Sikap serupa juga ditunjukan oleh Fikri Yasin yang merupakan Koordinator Komisi Smalam. Dengan nada yang tegas, ia menolak solusi Non-Yudisial dari Pemerintah. Ia bahkan menyebut para pakar hukum yang terlibat dalam tim tersebut telah mendapatkan “jebakan Batman” dari Istana yang setengah hati dalam mengusut pelanggaran HAM.

“Kalau kemudian tim ini mau bener, cabut dulu Keppres nomor 17 itu, kita duduk bareng bersama, masing-masing kita menjelaskan versi korban, baru kita cari bagaimana cara jalan keluar penyelesaian ini,” tegasnya.

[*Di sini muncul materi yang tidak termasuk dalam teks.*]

use std::path::PathBuf;

use anyhow::Result;
use clap::{Parser, Subcommand};

mod commands;
mod config;

use commands::models::{ModelsArgs, ModelsCommands};
use config::{ConfigLoader, ScribeConfig};

#[derive(Parser)]
#[command(name = "scribe", about = "OCR through vision-capable LLM providers")]
#[command(version, propagate_version = true)]
struct Cli {
    #[command(subcommand)]
    command: Commands,

    /// Verbose output
    #[arg(short, long, global = true)]
    verbose: bool,

    /// Config file to use instead of the user and project configs
    #[arg(long, global = true)]
    config: Option<PathBuf>,
}

#[derive(Subcommand)]
enum Commands {
    /// List models and manage provider credentials
    Models(commands::models::ModelsArgs),
    /// Extract text from an image
    Ocr(commands::ocr::OcrArgs),
}

impl Commands {
    /// Credential management never reads the config, so a broken config file
    /// cannot stop a user from storing keys.
    fn needs_config(&self) -> bool {
        !matches!(
            self,
            Commands::Models(ModelsArgs {
                command: Some(ModelsCommands::Auth { .. })
            })
        )
    }
}

#[tokio::main]
async fn main() -> Result<()> {
    let cli = Cli::parse();

    let filter = if cli.verbose { "debug" } else { "info" };
    tracing_subscriber::fmt()
        .with_env_filter(filter)
        .with_writer(std::io::stderr)
        .init();

    let config = if cli.command.needs_config() {
        ConfigLoader::load(cli.config.as_deref())?
    } else {
        ScribeConfig::default()
    };

    match cli.command {
        Commands::Models(args) => commands::models::run(args, &config).await,
        Commands::Ocr(args) => commands::ocr::run(args, &config).await,
    }
}

#[cfg(test)]
mod tests {
    use super::*;
    use std::fs;
    use tempfile::TempDir;

    fn parse(args: &[&str]) -> Cli {
        Cli::try_parse_from(args).unwrap()
    }

    #[test]
    fn auth_skips_config_loading() {
        let temp_dir = TempDir::new().unwrap();
        let path = temp_dir.path().join("config.toml");
        fs::write(&path, "[ocr\ndefault_model = ").unwrap();
        let path = path.to_str().unwrap();
        assert!(ConfigLoader::load(Some(path.as_ref())).is_err());

        for args in [
            ["scribe", "--config", path, "models", "auth", "--list"].as_slice(),
            ["scribe", "--config", path, "models", "auth", "gemini"].as_slice(),
            ["scribe", "models", "auth", "claude", "--delete", "--config", path].as_slice(),
        ] {
            assert!(!parse(args).command.needs_config(), "{args:?}");
        }
    }

    #[test]
    fn listing_and_ocr_load_config() {
        assert!(parse(&["scribe", "models"]).command.needs_config());
        assert!(parse(&["scribe", "models", "list"]).command.needs_config());
        assert!(parse(&["scribe", "ocr", "scan.png"]).command.needs_config());
    }
}
//! OpenAI Chat Completions provider.
//!
//! The image travels as a `data:` URL inside an `image_url` content part with
//! the `high` detail hint; the system instruction is a leading system message.

use async_trait::async_trait;
use reqwest::header::AUTHORIZATION;
use serde::{Deserialize, Serialize};
use tracing::debug;

use super::OcrProvider;
use super::state::{ProviderState, VendorClient, secret_header};
use crate::types::CallParams;
use crate::{CallOptions, ProviderConfig, ProviderKind, ProviderResponse, Result, Usage};

const NAME: &str = "ChatGPT";

/// OpenAI API base URL.
pub const DEFAULT_BASE_URL: &str = "https://api.openai.com";

/// Model used when neither config nor call picks one.
pub const DEFAULT_MODEL: &str = "gpt-4o";

/// Models offered for OCR.
pub const SUPPORTED_MODELS: &[&str] = &[
    "gpt-4o",
    "gpt-4o-mini",
    "gpt-4-turbo",
    "gpt-4-turbo-preview",
    "gpt-4-vision-preview",
    "gpt-4",
];

// ────────────────────────────────────────────────────────────────────────────
// Chat Completions API types
// ────────────────────────────────────────────────────────────────────────────

#[derive(Debug, Serialize)]
struct ChatRequest<'a> {
    model: &'a str,
    messages: Vec<ChatMessage<'a>>,
    max_tokens: u32,
    temperature: f32,
    response_format: ResponseFormat,
}

#[derive(Debug, Serialize)]
struct ResponseFormat {
    #[serde(rename = "type")]
    kind: &'static str,
}

#[derive(Debug, Serialize)]
struct ChatMessage<'a> {
    role: &'static str,
    content: MessageContent<'a>,
}

#[derive(Debug, Serialize)]
#[serde(untagged)]
enum MessageContent<'a> {
    Text(&'a str),
    Parts(Vec<ContentPart<'a>>),
}

#[derive(Debug, Serialize)]
#[serde(tag = "type", rename_all = "snake_case")]
enum ContentPart<'a> {
    Text { text: &'a str },
    ImageUrl { image_url: ImageUrl },
}

#[derive(Debug, Serialize)]
struct ImageUrl {
    url: String,
    detail: &'static str,
}

#[derive(Debug, Deserialize)]
struct ChatResponse {
    #[serde(default)]
    choices: Vec<Choice>,
    #[serde(default)]
    usage: Option<ChatUsage>,
}

#[derive(Debug, Deserialize)]
struct Choice {
    message: ChoiceMessage,
}

#[derive(Debug, Deserialize)]
struct ChoiceMessage {
    #[serde(default)]
    content: Option<String>,
}

#[derive(Debug, Deserialize)]
struct ChatUsage {
    prompt_tokens: u64,
    completion_tokens: u64,
    total_tokens: u64,
}

impl From<ChatResponse> for ProviderResponse {
    fn from(response: ChatResponse) -> Self {
        let content = response
            .choices
            .into_iter()
            .next()
            .and_then(|choice| choice.message.content)
            .unwrap_or_default();

        Self {
            content,
            usage: response.usage.map(|u| Usage {
                prompt_tokens: u.prompt_tokens,
                completion_tokens: u.completion_tokens,
                total_tokens: u.total_tokens,
            }),
        }
    }
}

fn build_request<'a>(
    params: &'a CallParams,
    image_base64: &str,
    prompt: &'a str,
    system_prompt: Option<&'a str>,
) -> ChatRequest<'a> {
    let mut messages = Vec::with_capacity(2);
    if let Some(system) = system_prompt {
        messages.push(ChatMessage {
            role: "system",
            content: MessageContent::Text(system),
        });
    }
    messages.push(ChatMessage {
        role: "user",
        content: MessageContent::Parts(vec![
            ContentPart::Text { text: prompt },
            ContentPart::ImageUrl {
                image_url: ImageUrl {
                    url: format!("data:image/png;base64,{image_base64}"),
                    detail: "high",
                },
            },
        ]),
    });

    ChatRequest {
        model: &params.model,
        messages,
        max_tokens: params.max_tokens,
        temperature: params.temperature,
        response_format: ResponseFormat { kind: "text" },
    }
}

// ────────────────────────────────────────────────────────────────────────────
// ChatGptProvider
// ────────────────────────────────────────────────────────────────────────────

/// OCR through OpenAI's GPT-4 family.
pub struct ChatGptProvider {
    state: ProviderState<VendorClient>,
}

impl ChatGptProvider {
    pub fn new() -> Self {
        Self {
            state: ProviderState::new(NAME),
        }
    }
}

impl Default for ChatGptProvider {
    fn default() -> Self {
        Self::new()
    }
}

#[async_trait]
impl OcrProvider for ChatGptProvider {
    fn name(&self) -> &str {
        NAME
    }

    fn kind(&self) -> ProviderKind {
        ProviderKind::ChatGpt
    }

    fn initialize(&mut self, config: ProviderConfig) -> Result<()> {
        config.validate(self.kind())?;
        let bearer = secret_header(&format!("Bearer {}", config.api_key.expose_secret().trim()))?;
        let client = VendorClient::new(
            NAME,
            config.base_url.as_deref().unwrap_or(DEFAULT_BASE_URL),
            [(AUTHORIZATION, bearer)],
        )?;
        self.state.install(config, client);
        Ok(())
    }

    fn is_available(&self) -> bool {
        self.state.is_available()
    }

    fn supported_models(&self) -> &'static [&'static str] {
        SUPPORTED_MODELS
    }

    async fn process_image_with(
        &self,
        image_base64: &str,
        prompt: &str,
        system_prompt: Option<&str>,
        options: &CallOptions,
    ) -> Result<ProviderResponse> {
        let session = self.state.ready()?;
        let params =
            CallParams::resolve(self.kind(), &session.config, options, DEFAULT_MODEL)?;
        let system_prompt = system_prompt.filter(|s| !s.is_empty());
        let request = build_request(&params, image_base64, prompt, system_prompt);

        debug!(provider = NAME, model = %params.model, "sending OCR request");
        let response: ChatResponse = session
            .client
            .post_json("/v1/chat/completions", &request)
            .await?;
        Ok(response.into())
    }
}
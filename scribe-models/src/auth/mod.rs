//! Credential management for vendor API keys.
//!
//! Keys live in the system keyring with an environment variable fallback
//! for servers and CI. [`CredentialStore`] is also a [`ConfigSource`], so it
//! can back the provider registry directly.
//!
//! # Example
//!
//! ```ignore
//! use scribe_models::auth::CredentialStore;
//! use scribe_models::ProviderKind;
//!
//! let store = CredentialStore::new("scribe").with_env_fallback();
//! store.set(ProviderKind::Claude, "sk-ant-...")?;
//! let key = store.get(ProviderKind::Claude)?;
//! ```

use std::env;

use secrecy::{ExposeSecret, SecretString};
use tracing::debug;

use crate::config::ConfigSource;
use crate::{Error, ProviderKind, Result};

/// A secure API key that prevents accidental logging.
///
/// The key is wrapped in `SecretString` which:
/// - Implements `Debug` as `"[REDACTED]"`
/// - Zeroizes memory on drop
/// - Requires explicit `.expose_secret()` to access the value
#[derive(Clone)]
pub struct ApiKey(SecretString);

impl ApiKey {
    /// Create a new API key from a string.
    pub fn new(key: impl Into<String>) -> Self {
        Self(SecretString::from(key.into()))
    }

    /// Expose the secret key value.
    ///
    /// Use sparingly - only when actually sending to an API.
    pub fn expose_secret(&self) -> &str {
        self.0.expose_secret()
    }

    /// Whether the key carries any non-whitespace characters.
    pub fn is_empty(&self) -> bool {
        self.expose_secret().trim().is_empty()
    }
}

impl std::fmt::Debug for ApiKey {
    fn fmt(&self, f: &mut std::fmt::Formatter<'_>) -> std::fmt::Result {
        write!(f, "ApiKey([REDACTED])")
    }
}

impl From<String> for ApiKey {
    fn from(s: String) -> Self {
        Self::new(s)
    }
}

impl From<&str> for ApiKey {
    fn from(s: &str) -> Self {
        Self::new(s)
    }
}

/// Secure credential storage with system keyring and environment fallback.
///
/// # Storage Priority
///
/// When retrieving credentials:
/// 1. System keyring (if available)
/// 2. Environment variables (if `env_fallback` is enabled)
///
/// Storing always goes to the keyring; environment variables are read-only.
pub struct CredentialStore {
    service_name: String,
    env_fallback: bool,
}

impl CredentialStore {
    /// Create a new credential store for a keyring service (e.g. "scribe").
    pub fn new(service_name: impl Into<String>) -> Self {
        Self {
            service_name: service_name.into(),
            env_fallback: false,
        }
    }

    /// Enable environment variable fallback.
    pub fn with_env_fallback(mut self) -> Self {
        self.env_fallback = true;
        self
    }

    /// Get the API key for a provider.
    ///
    /// # Errors
    ///
    /// Returns `Error::CredentialsNotFound` if no credentials are found.
    pub fn get(&self, provider: ProviderKind) -> Result<ApiKey> {
        if let Some(key) = self.get_from_keyring(provider) {
            debug!(provider = %provider, "retrieved API key from keyring");
            return Ok(key);
        }

        if self.env_fallback
            && let Some(key) = self.get_from_env(provider)
        {
            debug!(provider = %provider, "retrieved API key from environment");
            return Ok(key);
        }

        Err(Error::CredentialsNotFound(provider.to_string()))
    }

    /// Store an API key for a provider in the system keyring.
    pub fn set(&self, provider: ProviderKind, key: &str) -> Result<()> {
        let entry = self.keyring_entry(provider)?;
        entry
            .set_password(key)
            .map_err(|e| Error::Keyring(e.to_string()))?;
        debug!(provider = %provider, "stored API key in keyring");
        Ok(())
    }

    /// Delete an API key from the system keyring.
    pub fn delete(&self, provider: ProviderKind) -> Result<()> {
        let entry = self.keyring_entry(provider)?;
        entry.delete_credential().map_err(|e| match e {
            keyring::Error::NoEntry => Error::CredentialsNotFound(provider.to_string()),
            _ => Error::Keyring(e.to_string()),
        })?;
        debug!(provider = %provider, "deleted API key from keyring");
        Ok(())
    }

    /// Check if credentials exist for a provider.
    pub fn has(&self, provider: ProviderKind) -> bool {
        self.get(provider).is_ok()
    }

    /// Providers with a credential in the keyring or (if enabled) the environment.
    pub fn list_providers(&self) -> Vec<ProviderKind> {
        ProviderKind::ALL
            .into_iter()
            .filter(|&provider| self.has(provider))
            .collect()
    }

    /// Get the source of a credential (keyring or env).
    pub fn credential_source(&self, provider: ProviderKind) -> Option<CredentialSource> {
        if self.get_from_keyring(provider).is_some() {
            Some(CredentialSource::Keyring)
        } else if self.env_fallback && self.get_from_env(provider).is_some() {
            Some(CredentialSource::Environment)
        } else {
            None
        }
    }

    fn keyring_entry(&self, provider: ProviderKind) -> Result<keyring::Entry> {
        keyring::Entry::new(&self.service_name, provider.key())
            .map_err(|e| Error::Keyring(e.to_string()))
    }

    fn get_from_keyring(&self, provider: ProviderKind) -> Option<ApiKey> {
        let entry = self.keyring_entry(provider).ok()?;
        entry.get_password().ok().map(ApiKey::new)
    }

    fn get_from_env(&self, provider: ProviderKind) -> Option<ApiKey> {
        env::var(provider.env_key()).ok().map(ApiKey::new)
    }
}

impl ConfigSource for CredentialStore {
    /// Credential keys resolve through [`CredentialStore::get`]; any other key
    /// is only answered from the environment when fallback is enabled.
    fn get(&self, key: &str) -> Option<String> {
        match ProviderKind::ALL.into_iter().find(|p| p.env_key() == key) {
            Some(provider) => CredentialStore::get(self, provider)
                .ok()
                .map(|k| k.expose_secret().to_string()),
            None if self.env_fallback => env::var(key).ok(),
            None => None,
        }
    }
}

/// Source of a stored credential.
#[derive(Debug, Clone, Copy, PartialEq, Eq)]
pub enum CredentialSource {
    /// Stored in system keyring.
    Keyring,
    /// From environment variable.
    Environment,
}

#[cfg(test)]
mod tests {
    use super::*;

    #[test]
    fn api_key_debug_is_redacted() {
        let key = ApiKey::new("sk-secret-key-12345");
        let debug = format!("{:?}", key);
        assert_eq!(debug, "ApiKey([REDACTED])");
        assert!(!debug.contains("sk-secret"));
    }

    #[test]
    fn api_key_expose_secret_returns_value() {
        let key: ApiKey = "my-key".into();
        assert_eq!(key.expose_secret(), "my-key");
        assert!(!key.is_empty());
        assert!(ApiKey::new("  ").is_empty());
    }

    #[test]
    fn credential_store_with_env_fallback() {
        let store = CredentialStore::new("test").with_env_fallback();
        assert!(store.env_fallback);
        assert_eq!(store.service_name, "test");
    }

    #[test]
    fn credential_store_env_fallback_works() {
        // SAFETY: no other test in this crate touches GEMINI_API_KEY
        unsafe { env::set_var("GEMINI_API_KEY", "test-key-from-env") };

        let store = CredentialStore::new("test-scribe-nonexistent").with_env_fallback();
        let result = store.get(ProviderKind::Gemini);
        let source = store.credential_source(ProviderKind::Gemini);
        let via_config = ConfigSource::get(&store, "GEMINI_API_KEY");

        // SAFETY: see above
        unsafe { env::remove_var("GEMINI_API_KEY") };

        assert_eq!(result.unwrap().expose_secret(), "test-key-from-env");
        assert_eq!(source, Some(CredentialSource::Environment));
        assert_eq!(via_config.as_deref(), Some("test-key-from-env"));
    }

    #[test]
    fn credential_store_without_fallback_fails() {
        let store = CredentialStore::new("test-scribe-nonexistent");
        let err = store.get(ProviderKind::ChatGpt).unwrap_err();
        assert!(matches!(err, Error::CredentialsNotFound(ref p) if p == "chatgpt"));
        assert_eq!(ConfigSource::get(&store, "SCRIBE_UNRELATED_KEY"), None);
    }
}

Kedua Aktivis hukum yang hadir dalam diskusi tersebut juga menilai TPPHAM yang hanya menghasilkan rekomendasi kebijakan merupakan lip service belaka dari pemerintah dalam mengusut pelanggaran HAM.

Menanggapi hal tersebut, TPPHAM tak mau disamakan dengan tim-tim pengusutan kasus HAM terdahulu yang telah gagal dalam menghadirkan keadilan bagi korban pelanggaran HAM.

Makarim menegaskan bahwa aspirasi aktivis untuk penyelesaian Yudisial dan non-Yudisial secara beriringan juga merupakan suatu opsi yang mungkin akan diambil pemerintah.

“Jadi udah jelas ya bahwa Keppres 17 ini tidak menutup mengenai mekanisme Yudisal, juga tidak menutup mengenai usaha untuk melahirkan Undang-undang KKR,” pungkasnya.